Stored items:
************
//! Raw content-model types as they appear in the JSON files under `CONTENT_CONFIG_PATH`.

use serde::{Deserialize, Serialize};
use std::collections::HashMap;

#[derive(Clone, Debug, Serialize, Deserialize)]
pub struct SchemaConfig {
    pub id: String,
    pub name: String,
    #[serde(default)]
    pub comment: Option<String>,
}

/// A Postgres enum type, e.g. `site.article_status`.
#[derive(Clone, Debug, Serialize, Deserialize)]
pub struct EnumConfig {
    pub id: String,
    #[serde(default)]
    pub schema_id: Option<String>,
    pub name: String,
    pub values: Vec<String>,
}

#[derive(Clone, Debug, Serialize, Deserialize)]
pub struct TableCheck {
    pub name: String,
    pub expression: String,
}

#[derive(Clone, Debug, Serialize, Deserialize)]
#[serde(untagged)]
pub enum PrimaryKeyConfig {
    Single(String),
    Composite(Vec<String>),
}

impl PrimaryKeyConfig {
    pub fn columns(&self) -> Vec<&str> {
        match self {
            PrimaryKeyConfig::Single(s) => vec![s.as_str()],
            PrimaryKeyConfig::Composite(v) => v.iter().map(String::as_str).collect(),
        }
    }
}

#[derive(Clone, Debug, Serialize, Deserialize)]
pub struct TableConfig {
    pub id: String,
    #[serde(default)]
    pub schema_id: Option<String>,
    pub name: String,
    #[serde(default)]
    pub comment: Option<String>,
    pub primary_key: PrimaryKeyConfig,
    /// Unique constraints, each a list of column names (e.g. `[["slug"]]`).
    #[serde(default)]
    pub unique: Vec<Vec<String>>,
    #[serde(default)]
    pub check: Vec<TableCheck>,
}

#[derive(Clone, Debug, Serialize, Deserialize)]
#[serde(untagged)]
pub enum ColumnTypeConfig {
    Simple(String),
    Parameterized { name: String, params: Option<Vec<u32>> },
}

impl ColumnTypeConfig {
    pub fn base_name(&self) -> &str {
        match self {
            ColumnTypeConfig::Simple(s) => s.as_str(),
            ColumnTypeConfig::Parameterized { name, .. } => name.as_str(),
        }
    }

    /// DDL spelling, e.g. `varchar(120)`.
    pub fn ddl(&self) -> String {
        match self {
            ColumnTypeConfig::Simple(s) => s.clone(),
            ColumnTypeConfig::Parameterized { name, params } => match params.as_deref() {
                Some(p) if !p.is_empty() => format!(
                    "{}({})",
                    name,
                    p.iter().map(|n| n.to_string()).collect::<Vec<_>>().join(", ")
                ),
                _ => name.clone(),
            },
        }
    }
}

/// Column default: a literal string (`"0"`, `"'[]'::jsonb"`) or `{ "expression": "gen_random_uuid()" }`.
#[derive(Clone, Debug, Serialize, Deserialize)]
#[serde(untagged)]
pub enum ColumnDefaultConfig {
    Literal(String),
    Expression { expression: String },
}

impl ColumnDefaultConfig {
    pub fn sql(&self) -> &str {
        match self {
            ColumnDefaultConfig::Literal(s) => s,
            ColumnDefaultConfig::Expression { expression } => expression,
        }
    }
}

#[derive(Clone, Debug, Serialize, Deserialize)]
pub struct ColumnConfig {
    pub id: String,
    pub table_id: String,
    pub name: String,
    #[serde(rename = "type")]
    pub type_: ColumnTypeConfig,
    #[serde(default = "default_true")]
    pub nullable: bool,
    #[serde(default)]
    pub default: Option<ColumnDefaultConfig>,
}

fn default_true() -> bool {
    true
}

#[derive(Clone, Debug, Serialize, Deserialize)]
#[serde(untagged)]
pub enum IndexColumnEntry {
    Name(String),
    Spec { name: String, direction: Option<String> },
}

#[derive(Clone, Debug, Serialize, Deserialize)]
pub struct IndexConfig {
    pub id: String,
    pub table_id: String,
    pub name: String,
    #[serde(default)]
    pub unique: bool,
    pub columns: Vec<IndexColumnEntry>,
    #[serde(default, rename = "where")]
    pub where_: Option<String>,
}

/// Foreign key `from_table.from_column -> to_table.to_column`.
#[derive(Clone, Debug, Serialize, Deserialize)]
pub struct RelationshipConfig {
    pub id: String,
    pub from_table_id: String,
    pub from_column_id: String,
    pub to_table_id: String,
    pub to_column_id: String,
    #[serde(default)]
    pub on_delete: Option<String>,
}

#[derive(Clone, Debug, Default, Serialize, Deserialize)]
pub struct ValidationRule {
    #[serde(default)]
    pub required: Option<bool>,
    #[serde(default)]
    pub format: Option<String>,
    #[serde(default)]
    pub max_length: Option<u32>,
    #[serde(default)]
    pub min_length: Option<u32>,
    #[serde(default)]
    pub pattern: Option<String>,
    #[serde(default)]
    pub allowed: Option<Vec<serde_json::Value>>,
    #[serde(default)]
    pub minimum: Option<f64>,
    #[serde(default)]
    pub maximum: Option<f64>,
    /// For JSON array columns: every element must be an object carrying these keys.
    #[serde(default)]
    pub item_keys: Option<Vec<String>>,
}

/// Exposure of one table over `/api/v1/content/{path_segment}`.
#[derive(Clone, Debug, Serialize, Deserialize)]
pub struct ApiEntityConfig {
    pub entity_id: String,
    pub path_segment: String,
    pub operations: Vec<String>,
    /// RBAC resource name checked by `can_access`. Defaults to the path segment.
    #[serde(default)]
    pub resource: Option<String>,
    /// Anonymous callers may list and read published rows.
    #[serde(default)]
    pub public_read: bool,
    /// Boolean column (or enum column compared to `published`) gating anonymous reads.
    #[serde(default)]
    pub published_column: Option<String>,
    /// Unique slug column used by `/slug/{slug}` lookups.
    #[serde(default)]
    pub slug_column: Option<String>,
    /// Column the slug is derived from when a create omits it.
    #[serde(default)]
    pub slug_source: Option<String>,
    /// Default list order: a column name, `-` prefix for descending.
    #[serde(default)]
    pub default_order: Option<String>,
    /// Column names that must never be exposed in API responses.
    #[serde(default)]
    pub sensitive_columns: Vec<String>,
    #[serde(default)]
    pub validation: HashMap<String, ValidationRule>,
}

/// All content-model files in one struct.
#[derive(Clone, Debug, Default, Serialize)]
pub struct FullConfig {
    pub schemas: Vec<SchemaConfig>,
    pub enums: Vec<EnumConfig>,
    pub tables: Vec<TableConfig>,
    pub columns: Vec<ColumnConfig>,
    pub indexes: Vec<IndexConfig>,
    pub relationships: Vec<RelationshipConfig>,
    pub api_entities: Vec<ApiEntityConfig>,
}

#[cfg(test)]
mod tests {
    use super::*;

    #[test]
    fn column_default_accepts_literal_and_expression() {
        let lit: ColumnDefaultConfig = serde_json::from_str(r#""0""#).unwrap();
        assert_eq!(lit.sql(), "0");
        let expr: ColumnDefaultConfig = serde_json::from_str(r#"{"expression":"gen_random_uuid()"}"#).unwrap();
        assert_eq!(expr.sql(), "gen_random_uuid()");
    }

    #[test]
    fn parameterized_type_renders_params() {
        let ty: ColumnTypeConfig = serde_json::from_str(r#"{"name":"varchar","params":[120]}"#).unwrap();
        assert_eq!(ty.ddl(), "varchar(120)");
        assert_eq!(ty.base_name(), "varchar");
    }

    #[test]
    fn api_entity_flags_default_off() {
        let api: ApiEntityConfig =
            serde_json::from_str(r#"{"entity_id":"t_faqs","path_segment":"faqs","operations":["read"]}"#).unwrap();
        assert!(!api.public_read);
        assert!(api.slug_column.is_none());
        assert!(api.resource.is_none());
    }
}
************
What is needed — Which lines of the records contain "Simple"? Show each of them.

Exercise result —
    Simple(String),
            ColumnTypeConfig::Simple(s) => s.as_str(),
            ColumnTypeConfig::Simple(s) => s.clone(),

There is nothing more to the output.